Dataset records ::
----------

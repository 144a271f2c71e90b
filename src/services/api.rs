use chrono::Utc;

use crate::SERVICE_ACCESS_ROLE;
use crate::analytics::summary::AnalyticsSummary;
use crate::dto::api::ListingsResponse;
use crate::forms::analytics::ReportQuery;
use crate::forms::listings::ListingsQuery;
use crate::models::auth::AuthenticatedUser;
use crate::pagination::DEFAULT_ITEMS_PER_PAGE;
use crate::repository::{CallReader, ListingListQuery, ListingReader, WebLogReader};
use crate::services::analytics::summary_for_range;
use crate::services::{ServiceError, ServiceResult, check_role};

/// Listing search behind `GET /api/v1/listings`.
pub fn list_listings<R>(
    repo: &R,
    user: &AuthenticatedUser,
    params: ListingsQuery,
) -> ServiceResult<ListingsResponse>
where
    R: ListingReader + ?Sized,
{
    if !check_role(SERVICE_ACCESS_ROLE, &user.roles) {
        return Err(ServiceError::Unauthorized);
    }

    let page = params.page.unwrap_or(1);
    let mut query = ListingListQuery::default()
        .archived(params.show_archived())
        .paginate(page, DEFAULT_ITEMS_PER_PAGE);

    let search = params
        .q
        .map(|s| s.trim().to_string())
        .filter(|s| !s.is_empty());
    if let Some(term) = search {
        query = query.search(term);
    }

    let (total, listings) = repo.list_listings(query)?;

    Ok(ListingsResponse {
        total,
        page,
        listings,
    })
}

/// Traffic summary behind `GET /api/v1/analytics/summary`.
pub fn summary<R>(repo: &R, user: &AuthenticatedUser, params: &ReportQuery) -> ServiceResult<AnalyticsSummary>
where
    R: ListingReader + CallReader + WebLogReader + ?Sized,
{
    if !check_role(SERVICE_ACCESS_ROLE, &user.roles) {
        return Err(ServiceError::Unauthorized);
    }

    let range = params.period()?.range(Utc::now().date_naive());
    let listings = repo.list_all_listings()?;

    summary_for_range(repo, range, params.listing_id(), &listings)
}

----------

What you need to do :: Work out how many lines of the data hold the string "search". Reply with that number alone.

Exercise result :: 4